**TASK DESCRIPTION**.
From the data below, copy exactly the lines that lie between the one holding "value of a readout word" and the one holding "pub fn popcount16(word: u32)", including both, and nothing more.

● ● ●

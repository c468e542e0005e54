use bitvec::prelude::*;
use byteorder::{ByteOrder, LittleEndian};

use super::constants::{CHANNEL_MASK, CHANNEL_SHIFT, DATA_MASK, HIT_PATTERN_BITS};
use super::error::BitfieldError;

/// RawEvent is the body of a single triggered event as delivered by the data logger.
///
/// The body is a flat sequence of 32-bit words with no self-describing length beyond the
/// hit-pattern word at the head of each ADC block.
#[derive(Debug, Clone, Default, PartialEq, Eq)]
pub struct RawEvent {
    words: Vec<u32>,
}

impl RawEvent {
    /// Wrap an existing word buffer
    pub fn new(words: Vec<u32>) -> Self {
        Self { words }
    }

    /// Build an event from the little-endian bytes of the logger buffer.
    ///
    /// Any trailing bytes that do not form a whole word are dropped.
    pub fn from_bytes(bytes: &[u8]) -> Self {
        let n_words = bytes.len() / 4;
        let mut words = vec![0u32; n_words];
        LittleEndian::read_u32_into(&bytes[..n_words * 4], &mut words);
        Self { words }
    }

    pub fn words(&self) -> &[u32] {
        &self.words
    }

    pub fn len(&self) -> usize {
        self.words.len()
    }

    pub fn is_empty(&self) -> bool {
        self.words.is_empty()
    }
}

/// BitfieldReader is a forward-only cursor over the words of a RawEvent.
///
/// Callers must bound their reads by a known count; reading past the end is an error
/// rather than a signal to stop.
#[derive(Debug, Clone)]
pub struct BitfieldReader<'a> {
    words: &'a [u32],
    cursor: usize,
}

impl<'a> BitfieldReader<'a> {
    pub fn new(words: &'a [u32]) -> Self {
        Self { words, cursor: 0 }
    }

    /// Read the next word and advance the cursor
    pub fn next_word(&mut self) -> Result<u32, BitfieldError> {
        match self.words.get(self.cursor) {
            Some(word) => {
                self.cursor += 1;
                Ok(*word)
            }
            None => Err(BitfieldError::OutOfData(self.cursor)),
        }
    }

    /// Look at the next word without consuming it
    pub fn peek_word(&self) -> Option<u32> {
        self.words.get(self.cursor).copied()
    }

    /// Number of words not yet read
    pub fn remaining(&self) -> usize {
        self.words.len() - self.cursor
    }

    pub fn position(&self) -> usize {
        self.cursor
    }
}

/// Mask a word and shift the result down
pub fn extract_field(word: u32, mask: u32, shift: u32) -> u32 {
    (word & mask) >> shift
}

/// The 12-bit data value of a readout word
pub fn data_value(word: u32) -> u16 {
    extract_field(word, DATA_MASK, 0) as u16
}

/// The 4-bit channel id of a readout word
pub fn channel_id(word: u32) -> u8 {
    extract_field(word, CHANNEL_MASK, CHANNEL_SHIFT) as u8
}

/// Count the set bits of a hit-pattern word.
///
/// Only the low 16 bits carry hit information; the upper half is ignored.
pub fn popcount16(word: u32) -> u32 {
    word.view_bits::<Lsb0>()[..HIT_PATTERN_BITS].count_ones() as u32
}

● ● ●

**RESULT OF THIS TASK**.
/// The 12-bit data value of a readout word
pub fn data_value(word: u32) -> u16 {
    extract_field(word, DATA_MASK, 0) as u16
}

/// The 4-bit channel id of a readout word
pub fn channel_id(word: u32) -> u8 {
    extract_field(word, CHANNEL_MASK, CHANNEL_SHIFT) as u8
}

/// Count the set bits of a hit-pattern word.
///
/// Only the low 16 bits carry hit information; the upper half is ignored.
pub fn popcount16(word: u32) -> u32 {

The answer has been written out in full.